Artigo
Experiências internacionais de precificação e acesso a medicamentos: as recomendações da Organização Mundial da Saúde
Artigo apresenta as principais orientações da OMS em relação à precificação de medicamentos disponíveis no WHO guideline on country pharmaceutical princing policies, lançado em 2020
Publicado em 08/11/2023 - Última modificação em 29/04/2024 às 17h51
Graziela Zucoloto e Fernanda De Negri
A precificação de medicamentos é uma questão complexa. O desafio está em equilibrar uma remuneração adequada às empresas com o acesso da população a esses produtos. Se por um lado medicamentos inovadores só terão valor para a sociedade se chegarem aos pacientes, por outro, é preciso garantir incentivos econômicos adequados para que os fabricantes continuem a desenvolvê-los e a produzi-los. Em outras palavras, se preços elevados causam problemas de acesso, preços muito baixos podem levar à escassez de medicamentos, pois os custos de produção podem não ser cobertos ou o retorno potencial pode ser considerado insuficiente, gerando desincentivos ao seu desenvolvimento e à sua produção.
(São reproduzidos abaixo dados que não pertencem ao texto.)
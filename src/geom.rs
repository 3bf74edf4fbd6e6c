// Licensed under the Apache License, Version 2.0 (the "License");
// you may not use this file except in compliance with the License.
// You may obtain a copy of the License in the LICENSE-APACHE file or at:
//     https://www.apache.org/licenses/LICENSE-2.0

//! Geometry data types
//!
//! All dimensions use the `f32` type: positions are fractional in the host
//! coordinate system and invalid input must degrade to inert `NaN`
//! arithmetic rather than panic.

use crate::dir::Axis;
use std::ops::{Add, AddAssign, Neg, Sub, SubAssign};

/// 2D vector
///
/// Used for touch coordinates, element sizes and visual translations.
#[repr(C)]
#[derive(Clone, Copy, Debug, Default, PartialEq)]
#[cfg_attr(feature = "serde", derive(serde::Serialize, serde::Deserialize))]
pub struct Vec2(pub f32, pub f32);

impl Vec2 {
    /// Zero
    pub const ZERO: Vec2 = Vec2::splat(0.0);

    /// Constructs a new instance with each element initialized to `value`.
    #[inline]
    pub const fn splat(value: f32) -> Self {
        Vec2(value, value)
    }

    /// Return the minimum, componentwise
    #[inline]
    #[must_use = "method does not modify self but returns a new value"]
    pub fn min(self, other: Self) -> Self {
        Vec2(self.0.min(other.0), self.1.min(other.1))
    }

    /// Return the maximum, componentwise
    #[inline]
    #[must_use = "method does not modify self but returns a new value"]
    pub fn max(self, other: Self) -> Self {
        Vec2(self.0.max(other.0), self.1.max(other.1))
    }

    /// Take the absolute value of each component
    #[inline]
    #[must_use = "method does not modify self but returns a new value"]
    pub fn abs(self) -> Self {
        Vec2(self.0.abs(), self.1.abs())
    }

    /// Extract one component, based on the scrolled axis
    #[inline]
    pub fn extract(self, axis: Axis) -> f32 {
        match axis {
            Axis::Horizontal => self.0,
            Axis::Vertical => self.1,
        }
    }

    /// Set one component of self, based on the scrolled axis
    #[inline]
    pub fn set_component(&mut self, axis: Axis, value: f32) {
        match axis {
            Axis::Horizontal => self.0 = value,
            Axis::Vertical => self.1 = value,
        }
    }

    /// Construct with `value` on the given axis and zero on the other
    #[inline]
    pub fn from_axis(axis: Axis, value: f32) -> Self {
        let mut v = Vec2::ZERO;
        v.set_component(axis, value);
        v
    }
}

impl Add for Vec2 {
    type Output = Self;

    #[inline]
    fn add(self, rhs: Self) -> Self {
        Vec2(self.0 + rhs.0, self.1 + rhs.1)
    }
}
impl AddAssign for Vec2 {
    #[inline]
    fn add_assign(&mut self, rhs: Self) {
        self.0 += rhs.0;
        self.1 += rhs.1;
    }
}
impl Sub for Vec2 {
    type Output = Self;

    #[inline]
    fn sub(self, rhs: Self) -> Self {
        Vec2(self.0 - rhs.0, self.1 - rhs.1)
    }
}
impl SubAssign for Vec2 {
    #[inline]
    fn sub_assign(&mut self, rhs: Self) {
        self.0 -= rhs.0;
        self.1 -= rhs.1;
    }
}
impl Neg for Vec2 {
    type Output = Self;

    #[inline]
    fn neg(self) -> Self {
        Vec2(-self.0, -self.1)
    }
}

impl From<(f32, f32)> for Vec2 {
    #[inline]
    fn from(v: (f32, f32)) -> Self {
        Vec2(v.0, v.1)
    }
}

/// Maximum scroll extent from content and viewport sizes
///
/// Content smaller than the viewport yields zero (nothing to scroll).
/// The result is rounded to whole units, matching the integral positions
/// produced by the easing loop.
pub fn max_scroll_extent(content_extent: f32, viewport_extent: f32) -> f32 {
    (content_extent - viewport_extent).round().max(0.0)
}

/// Maximum scroll extent from an explicit total-content override
///
/// Unlike [`max_scroll_extent`], a zero-or-negative result collapses to
/// `+∞`: the region scrolls without clamping. This preserves support for
/// decorative/non-bounded scroll regions where the host declares content
/// no larger than the viewport yet still expects motion.
pub fn max_scroll_override(total_content_extent: f32, viewport_extent: f32) -> f32 {
    let bound = (total_content_extent - viewport_extent).max(0.0);
    if bound == 0.0 { f32::INFINITY } else { bound }
}

#[cfg(test)]
mod test {
    use super::*;

    #[test]
    fn extract_set() {
        let mut v = Vec2(3.0, 4.0);
        assert_eq!(v.extract(Axis::Horizontal), 3.0);
        assert_eq!(v.extract(Axis::Vertical), 4.0);
        v.set_component(Axis::Vertical, 7.0);
        assert_eq!(v, Vec2(3.0, 7.0));
        assert_eq!(Vec2::from_axis(Axis::Horizontal, 2.0), Vec2(2.0, 0.0));
    }

    #[test]
    fn max_scroll() {
        assert_eq!(max_scroll_extent(500.0, 200.0), 300.0);
        assert_eq!(max_scroll_extent(150.0, 200.0), 0.0);
        assert_eq!(max_scroll_extent(500.4, 200.0), 300.0);
    }

    #[test]
    fn max_scroll_override_unbounded() {
        assert_eq!(max_scroll_override(500.0, 200.0), 300.0);
        assert_eq!(max_scroll_override(200.0, 200.0), f32::INFINITY);
        assert_eq!(max_scroll_override(100.0, 200.0), f32::INFINITY);
    }
}
// Licensed under the Apache License, Version 2.0 (the "License");
// you may not use this file except in compliance with the License.
// You may obtain a copy of the License in the LICENSE-APACHE file or at:
//     https://www.apache.org/licenses/LICENSE-2.0

//! Scrolling engine

use crate::config::ScrollConfig;
use crate::cx::{Element, Overflow, ScrollCx};
use crate::dir::{Axis, ScrollDirection};
use crate::ease::{EaseStep, Easing, StepEase};
use crate::event::{Event, IsUsed, RotaryDirection, ScrollEvent, ScrollOffsets, TimerHandle};
use crate::event::{Unused, Used};
use crate::geom::{self, Vec2};
use crate::scrollbar::{ScrollBar, TIMER_FADE};
use crate::snap::{SnapPoint, SnapPoints, round_to_grid};
use impl_tools::autoimpl;
use std::time::Instant;

const TIMER_MOVE: TimerHandle = TimerHandle::new(1 << 60, true);
const TIMER_RENDER: TimerHandle = TimerHandle::new((1 << 60) + 1, true);

/// Clamp a scroll position into `[-max_scroll, 0]`
///
/// Written as two comparisons so that non-finite input passes through
/// unchanged (inert motion rather than a spurious jump to a bound).
fn clamp_position(mut value: f32, max_scroll: f32) -> f32 {
    if value < -max_scroll {
        value = -max_scroll;
    }
    if value > 0.0 {
        value = 0.0;
    }
    value
}

/// One enabled scroll region
#[autoimpl(Debug where E: trait)]
struct Session<E: Element> {
    element: E,
    axis: Axis,
    virtual_mode: bool,
    bounce_back: bool,
    previous_overflow: Overflow,

    /// Touch-start coordinate along the axis
    start_position: f32,
    /// Committed scroll position; `-max_scroll ≤ position ≤ 0` at rest
    /// when bounce is disabled
    position: f32,
    /// In-progress drag displacement, merged into `position` at touch end
    displacement: f32,
    /// Position the easing loop moves toward
    target: f32,
    /// Last position applied by the render loop
    rendered: f32,
    max_scroll: f32,
    /// Viewport extent along the axis; half of it is the snap
    /// qualification radius
    container_size: f32,
    touch_time: Instant,

    is_dragging: bool,
    in_target: bool,
    from_api: bool,

    snap_size: f32,
    snap_points: SnapPoints,
    current_index: Option<usize>,

    scroll_bar: Option<ScrollBar>,
}

/// Touch/flick/rotary scrolling engine
///
/// One engine drives at most one scroll region at a time: [`Self::enable`]
/// acquires exclusive ownership of a container [`Element`] and
/// [`Self::disable`] releases it. Raw input and requested timers are fed
/// through [`Self::handle_event`]; lifecycle notifications and scrollbar
/// painting flow back through the [`ScrollCx`] passed to each call.
#[autoimpl(Debug ignore self.easing where E: trait)]
pub struct ScrollEngine<E: Element> {
    config: ScrollConfig,
    easing: Box<dyn Easing>,
    session: Option<Session<E>>,
}

impl<E: Element> Default for ScrollEngine<E> {
    fn default() -> Self {
        ScrollEngine::new()
    }
}

impl<E: Element> ScrollEngine<E> {
    /// Construct with default configuration
    pub fn new() -> Self {
        ScrollEngine::new_with_config(ScrollConfig::default())
    }

    /// Construct with the given configuration
    pub fn new_with_config(config: ScrollConfig) -> Self {
        ScrollEngine {
            config,
            easing: Box::new(StepEase),
            session: None,
        }
    }

    /// Replace the interpolation strategy used by the easing loop
    pub fn set_easing(&mut self, easing: Box<dyn Easing>) {
        self.easing = easing;
    }

    /// Access the configuration
    #[inline]
    pub fn config(&self) -> &ScrollConfig {
        &self.config
    }

    /// Whether a session is currently enabled
    #[inline]
    pub fn is_enabled(&self) -> bool {
        self.session.is_some()
    }

    /// Access the owned element, if enabled
    pub fn element(&self) -> Option<&E> {
        self.session.as_ref().map(|s| &s.element)
    }

    /// Enable scrolling on `element`
    ///
    /// Takes exclusive ownership of the element, captures its overflow
    /// style (restored on [`Self::disable`]) and derives the scroll bound
    /// from its content and viewport extents along `axis`.
    ///
    /// In virtual mode the engine reports scroll intent through events
    /// without ever translating the element.
    ///
    /// Calling while already enabled is a usage error: a warning is
    /// logged and `element` is handed back unchanged.
    pub fn enable(&mut self, mut element: E, axis: Axis, virtual_mode: bool) -> Option<E> {
        if self.session.is_some() {
            log::warn!(
                target: "kinetic_scroll::engine",
                "enable: already enabled on another element; call disable first"
            );
            return Some(element);
        }

        let viewport = element.size().extract(axis);
        let content = element.content_size().extract(axis);
        let max_scroll = geom::max_scroll_extent(content, viewport) + self.config.overscroll;

        let previous_overflow = element.overflow();
        element.set_overflow(Overflow::Hidden);

        log::trace!(
            target: "kinetic_scroll::engine",
            "enable: axis={axis}, max_scroll={max_scroll}, virtual={virtual_mode}"
        );

        self.session = Some(Session {
            element,
            axis,
            virtual_mode,
            bounce_back: false,
            previous_overflow,
            start_position: 0.0,
            position: 0.0,
            displacement: 0.0,
            target: 0.0,
            rendered: 0.0,
            max_scroll,
            container_size: viewport,
            touch_time: Instant::now(),
            is_dragging: false,
            in_target: false,
            from_api: false,
            snap_size: self.config.snap_size,
            snap_points: SnapPoints::default(),
            current_index: None,
            scroll_bar: None,
        });
        None
    }

    /// Disable scrolling, releasing the owned element
    ///
    /// The element's captured overflow style is restored and the scrollbar
    /// (if any) is torn down. Frames already scheduled before this call
    /// are no-ops once delivered. Idempotent: a second call returns
    /// `None`.
    pub fn disable(&mut self, cx: &mut impl ScrollCx) -> Option<E> {
        let mut session = self.session.take()?;
        if let Some(bar) = &mut session.scroll_bar {
            bar.teardown(cx);
        }
        session.element.set_overflow(session.previous_overflow);
        log::trace!(target: "kinetic_scroll::engine", "disable");
        Some(session.element)
    }

    /// Attach the visual scrollbar proxy
    ///
    /// `circular` selects the arc variant for round displays.
    pub fn enable_scroll_bar(&mut self, cx: &mut impl ScrollCx, circular: bool) {
        let Some(session) = self.session.as_mut() else {
            log::warn!(target: "kinetic_scroll::engine", "enable_scroll_bar: not enabled");
            return;
        };
        let viewport = session.element.size().extract(session.axis);
        let bar = if circular {
            ScrollBar::new_circular(cx, session.axis, viewport, session.max_scroll, &self.config)
        } else {
            ScrollBar::new_linear(cx, session.axis, viewport, session.max_scroll, &self.config)
        };
        session.scroll_bar = Some(bar);
    }

    /// Detach the visual scrollbar proxy
    pub fn disable_scroll_bar(&mut self, cx: &mut impl ScrollCx) {
        if let Some(session) = self.session.as_mut()
            && let Some(mut bar) = session.scroll_bar.take()
        {
            bar.teardown(cx);
        }
    }

    /// Scrollbar state, if a scrollbar is attached
    pub fn scroll_bar(&self) -> Option<&ScrollBar> {
        self.session.as_ref().and_then(|s| s.scroll_bar.as_ref())
    }

    /// Current scroll position as a positive offset from the content start
    pub fn scroll_position(&self) -> f32 {
        self.session.as_ref().map(|s| -s.position).unwrap_or(0.0)
    }

    /// Maximum scroll extent (`+∞` when unbounded)
    pub fn max_scroll(&self) -> f32 {
        self.session.as_ref().map(|s| s.max_scroll).unwrap_or(0.0)
    }

    /// Programmatic scroll to an absolute position
    ///
    /// `value` is a scroll-space position (`0` is the content start,
    /// negative values scroll forward). Motion is marked API-originated:
    /// emitted events carry `from_api = true` until user input resumes.
    /// The render loop is stepped immediately; easing starts on the next
    /// frame.
    pub fn scroll_to(&mut self, cx: &mut impl ScrollCx, value: f32) {
        let Some(session) = self.session.as_mut() else {
            log::warn!(target: "kinetic_scroll::engine", "scroll_to: not enabled");
            return;
        };
        // an unreachable target would leave the easing loop pinned at the
        // bound without converging
        session.target = if session.bounce_back {
            value
        } else {
            clamp_position(value, session.max_scroll)
        };
        session.from_api = true;
        let offsets = session.offsets(session.position);
        cx.emit(ScrollEvent::BeforeStart(offsets));
        cx.request_frame_timer(TIMER_MOVE);
        session.render_tick(cx);
    }

    /// Scroll to a snap index
    ///
    /// With snap points set, the index is clamped into range and the
    /// uniform snap granularity is updated to the distance from the
    /// previously resolved index (or from the content start). Without
    /// snap points the target is `index` uniform steps into the content.
    pub fn scroll_to_index(&mut self, cx: &mut impl ScrollCx, index: usize) {
        let Some(session) = self.session.as_mut() else {
            log::warn!(target: "kinetic_scroll::engine", "scroll_to_index: not enabled");
            return;
        };
        if !session.snap_points.is_empty() {
            let previous = session.current_index;
            let index = index.min(session.snap_points.len() - 1);
            session.current_index = Some(index);
            session.target = session.snap_points.position_by_index(index);
            session.snap_size = match previous {
                Some(prev) => {
                    (session.snap_points.position_by_index(prev) - session.target).abs()
                }
                None => session.target.abs(),
            };
        } else {
            session.target = -(session.snap_size * index as f32);
        }
        session.target = clamp_position(session.target, session.max_scroll);
        cx.request_frame_timer(TIMER_MOVE);
        cx.request_frame_timer(TIMER_RENDER);
    }

    /// Override the scroll bound from a total content extent
    ///
    /// The bound becomes `total_content_extent` minus the viewport extent.
    /// A zero-or-negative result collapses to `+∞` (unbounded: clamping
    /// is disabled), supporting decorative scroll regions without content
    /// overflow. Scrollbar thumb geometry is recomputed when the bound
    /// changes.
    pub fn set_max_scroll(&mut self, cx: &mut impl ScrollCx, total_content_extent: f32) {
        let Some(session) = self.session.as_mut() else {
            log::warn!(target: "kinetic_scroll::engine", "set_max_scroll: not enabled");
            return;
        };
        let viewport = session.element.size().extract(session.axis);
        let bound = (total_content_extent - viewport).max(0.0);
        if bound != session.max_scroll {
            session.max_scroll = geom::max_scroll_override(total_content_extent, viewport);
            if let Some(bar) = &mut session.scroll_bar {
                bar.set_limits(cx, viewport, session.max_scroll, &self.config);
            }
        }
    }

    /// Set the uniform snap granularity
    ///
    /// Also re-derives the scroll bound and viewport extent: snap
    /// resolution assumes up-to-date geometry.
    pub fn set_snap_size(&mut self, size: f32) {
        let Some(session) = self.session.as_mut() else {
            log::warn!(target: "kinetic_scroll::engine", "set_snap_size: not enabled");
            return;
        };
        session.snap_size = size;
        session.refresh_geometry(&self.config);
    }

    /// Replace the snap points
    ///
    /// Points are scroll-space positions, first anchor first; when
    /// non-empty they override the uniform snap granularity. Index
    /// identity is positional and may churn between calls. Geometry is
    /// re-derived as for [`Self::set_snap_size`].
    pub fn set_snap_points(&mut self, points: Vec<SnapPoint>) {
        let Some(session) = self.session.as_mut() else {
            log::warn!(target: "kinetic_scroll::engine", "set_snap_points: not enabled");
            return;
        };
        session.snap_points.set(points);
        session.refresh_geometry(&self.config);
    }

    /// Allow (or disallow) transient excursion beyond the scroll bounds
    pub fn set_bounce_back(&mut self, bounce_back: bool) {
        if let Some(session) = self.session.as_mut() {
            session.bounce_back = bounce_back;
        }
    }

    /// Is `element` the currently owned container?
    pub fn is_element(&self, element: &E) -> bool
    where
        E: PartialEq,
    {
        self.session.as_ref().is_some_and(|s| s.element == *element)
    }

    /// Feed one input event or requested timer
    ///
    /// Consumes touch events, rotary detents and the engine's own timers.
    /// Events delivered after [`Self::disable`] are `Unused` no-ops.
    pub fn handle_event(&mut self, cx: &mut impl ScrollCx, event: Event) -> IsUsed {
        let Some(session) = self.session.as_mut() else {
            return Unused;
        };
        match event {
            Event::TouchStart { coord, touch_count, in_target, time } => {
                session.touch_start(cx, coord, touch_count, in_target, time)
            }
            Event::TouchMove { coord, touch_count } => {
                session.touch_move(cx, coord, touch_count, &self.config)
            }
            Event::TouchEnd { time } => session.touch_end(cx, time, &self.config),
            Event::RotaryDetent(direction) => session.rotary(cx, direction),
            Event::Timer(TIMER_MOVE) => session.move_tick(cx, &*self.easing, &self.config),
            Event::Timer(TIMER_RENDER) => session.render_tick(cx),
            Event::Timer(TIMER_FADE) => {
                if let Some(bar) = &mut session.scroll_bar {
                    bar.fade_timeout(cx);
                }
                Used
            }
            _ => Unused,
        }
    }
}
Para auxiliar nesse debate e dar suporte aos seus estados-membros, a Organização Mundial da Saúde (OMS) possui uma equipe específica para tratar de “Precificação e Acessibilidade a Medicamentos”, realiza fóruns para discutir “preços justos” com atores do setor e elabora guias para apoiar a implementação de políticas nacionais de preços.
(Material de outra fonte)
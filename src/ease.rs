// Licensed under the Apache License, Version 2.0 (the "License");
// you may not use this file except in compliance with the License.
// You may obtain a copy of the License in the LICENSE-APACHE file or at:
//     https://www.apache.org/licenses/LICENSE-2.0

//! Interpolation strategies
//!
//! The easing loop moves the current position toward the target once per
//! frame. The strategy is pluggable so tests can substitute a direct jump
//! and hosts can tune the feel.

/// Result of one interpolation step
#[derive(Copy, Clone, Debug, PartialEq)]
pub enum EaseStep {
    /// Motion continues from the given position; another frame is needed
    Continue(f32),
    /// Motion finished exactly on the target
    Finish,
}

/// Per-frame interpolation toward a target position
pub trait Easing: std::fmt::Debug {
    /// Compute the next position given the current and target positions
    ///
    /// Returning [`EaseStep::Finish`] ends the loop; the caller snaps the
    /// position exactly onto `target`.
    fn step(&self, current: f32, target: f32) -> EaseStep;
}

/// Geometric-decay ease
///
/// Moves 10% of the remaining distance while far from the target (more
/// than 10 units away), 50% while closer (more than 2 units), and snaps
/// exactly onto the target from 2 units or less. Steps are rounded to
/// whole units. Duration is implicit: proportional to the logarithm of
/// the initial distance rather than fixed.
///
/// The branch order matters for `NaN` targets: both distance comparisons
/// are false, so the loop terminates on the spot instead of iterating
/// forever.
#[derive(Copy, Clone, Debug, Default)]
pub struct StepEase;

impl Easing for StepEase {
    fn step(&self, current: f32, target: f32) -> EaseStep {
        let diff = target - current;
        if diff.abs() > 10.0 {
            EaseStep::Continue((current + diff / 10.0).round())
        } else if diff.abs() > 2.0 {
            EaseStep::Continue((current + diff / 2.0).round())
        } else {
            EaseStep::Finish
        }
    }
}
De acordo com a OMS, “preço justo” não é sinônimo de “preço baixo”. Preços justos são aqueles que permitem um retorno sobre o investimento, mas também viabilizam o acesso aos medicamentos. Ou seja, preços justos ou sustentáveis são definidos como aqueles que não deterioram os sistemas de saúde, viabilizam o crescimento do setor farmacêutico e garantem o acesso universal a medicamentos essenciais.
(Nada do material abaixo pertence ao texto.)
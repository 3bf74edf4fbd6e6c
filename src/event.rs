// Licensed under the Apache License, Version 2.0 (the "License");
// you may not use this file except in compliance with the License.
// You may obtain a copy of the License in the LICENSE-APACHE file or at:
//     https://www.apache.org/licenses/LICENSE-2.0

//! Input events and lifecycle notifications

use crate::geom::Vec2;
use std::time::Instant;

pub use IsUsed::{Unused, Used};

/// A timer handle
///
/// Used to identify frame and delayed timer requests made through
/// [`ScrollCx`](crate::cx::ScrollCx).
#[derive(Debug, Copy, Clone, PartialEq, Eq)]
pub struct TimerHandle(i64);
impl TimerHandle {
    /// Construct a new handle
    ///
    /// The code must be positive. Components using multiple timers must
    /// assign each a unique code.
    ///
    /// When a timer is requested multiple times before delivery using the
    /// same `TimerHandle`, the requests are merged, choosing the earliest
    /// time if `earliest`, otherwise the latest time. The scrollbar fade
    /// timer relies on latest-time merging for its debounce behavior.
    pub const fn new(code: i64, earliest: bool) -> Self {
        assert!(code >= 0);
        if earliest {
            TimerHandle(-code - 1)
        } else {
            TimerHandle(code)
        }
    }

    /// Check whether this timer chooses the earliest time when merging
    pub fn earliest(self) -> bool {
        self.0 < 0
    }
}

/// Turn direction of a rotary detent
#[derive(Copy, Clone, Debug, PartialEq, Eq)]
pub enum RotaryDirection {
    Clockwise,
    CounterClockwise,
}

/// Raw input delivered to [`ScrollEngine::handle_event`]
///
/// Touch events carry the coordinate of the first active touch point and
/// the total number of active touch points; the host is responsible for
/// hit-testing (`in_target`) since element trees are host territory.
///
/// Timestamps are carried on the events themselves (rather than sampled on
/// receipt) so that flick speed reflects input time, not processing time.
///
/// [`ScrollEngine::handle_event`]: crate::ScrollEngine::handle_event
#[derive(Copy, Clone, Debug, PartialEq)]
pub enum Event {
    /// A new touch contact
    TouchStart {
        coord: Vec2,
        touch_count: usize,
        /// True when the touch originates within the owned element subtree
        in_target: bool,
        time: Instant,
    },
    /// Movement of an active touch contact
    TouchMove { coord: Vec2, touch_count: usize },
    /// Release of the touch contact
    TouchEnd { time: Instant },
    /// One discrete step of a rotary input control
    RotaryDetent(RotaryDirection),
    /// A previously requested frame or delayed timer
    Timer(TimerHandle),
}

/// Return value of event handlers: was the event used?
#[derive(Copy, Clone, Debug, PartialEq, Eq)]
pub enum IsUsed {
    Unused,
    Used,
}

/// Payload of every lifecycle notification
///
/// Offsets are directional: only the component matching the session's axis
/// carries a non-zero value, and it is the sign-inverted scroll position
/// (a positive number of pixels scrolled).
#[derive(Copy, Clone, Debug, Default, PartialEq)]
pub struct ScrollOffsets {
    pub scroll_left: f32,
    pub scroll_top: f32,
    /// Whether the reported position lies within `[0, max_scroll]`
    pub in_bounds: bool,
    /// True when the motion originated from [`ScrollEngine::scroll_to`]
    /// rather than user input
    ///
    /// [`ScrollEngine::scroll_to`]: crate::ScrollEngine::scroll_to
    pub from_api: bool,
}

/// Scroll lifecycle notifications
///
/// Within one gesture these are delivered in the order
/// `BeforeStart → Start → Scroll* → (Flick → Scroll*)? → End`: a flick is
/// announced once at release, then settle motion keeps reporting `Scroll`
/// until coming to rest with a single `End`.
#[derive(Copy, Clone, Debug, PartialEq)]
pub enum ScrollEvent {
    /// A qualifying touch landed; motion may follow
    BeforeStart(ScrollOffsets),
    /// First qualifying movement of a gesture (or a rotary step)
    Start(ScrollOffsets),
    /// The position changed
    Scroll(ScrollOffsets),
    /// Motion came to rest
    End(ScrollOffsets),
    /// A release was fast enough to project momentum motion; the payload
    /// carries the projected (snap-resolved) end offsets
    Flick(ScrollOffsets),
}

impl ScrollEvent {
    /// Access the payload regardless of variant
    pub fn offsets(&self) -> &ScrollOffsets {
        match self {
            ScrollEvent::BeforeStart(o)
            | ScrollEvent::Start(o)
            | ScrollEvent::Scroll(o)
            | ScrollEvent::End(o)
            | ScrollEvent::Flick(o) => o,
        }
    }
}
Com base nessas reflexões, o objetivo deste texto é apresentar as principais orientações da OMS em relação à precificação de medicamentos disponíveis no WHO guideline on country pharmaceutical princing policies, lançado em 2020. O guia apresenta dez recomendações — baseadas em evidências — e algumas orientações que podem ser usadas pelos países quando da formulação e implementação de políticas relacionadas à gestão de preços e ao acesso a produtos farmacêuticos.
As orientações gerais
Uma primeira orientação geral é que a adoção dessas recomendações serão mais efetivas se adotadas em conjunto, e não individualmente. Sua efetividade também depende de fatores como infraestrutura e pessoal qualificado, investimentos para a construção e manutenção de bases de dados para monitorar o comportamento dos preços e avaliação dos resultados alcançados. O documento da OMS enfatiza que os preços devem ser avaliados em associação a outros critérios, incluindo a qualidade e disponibilidade do produto e a segurança do abastecimento.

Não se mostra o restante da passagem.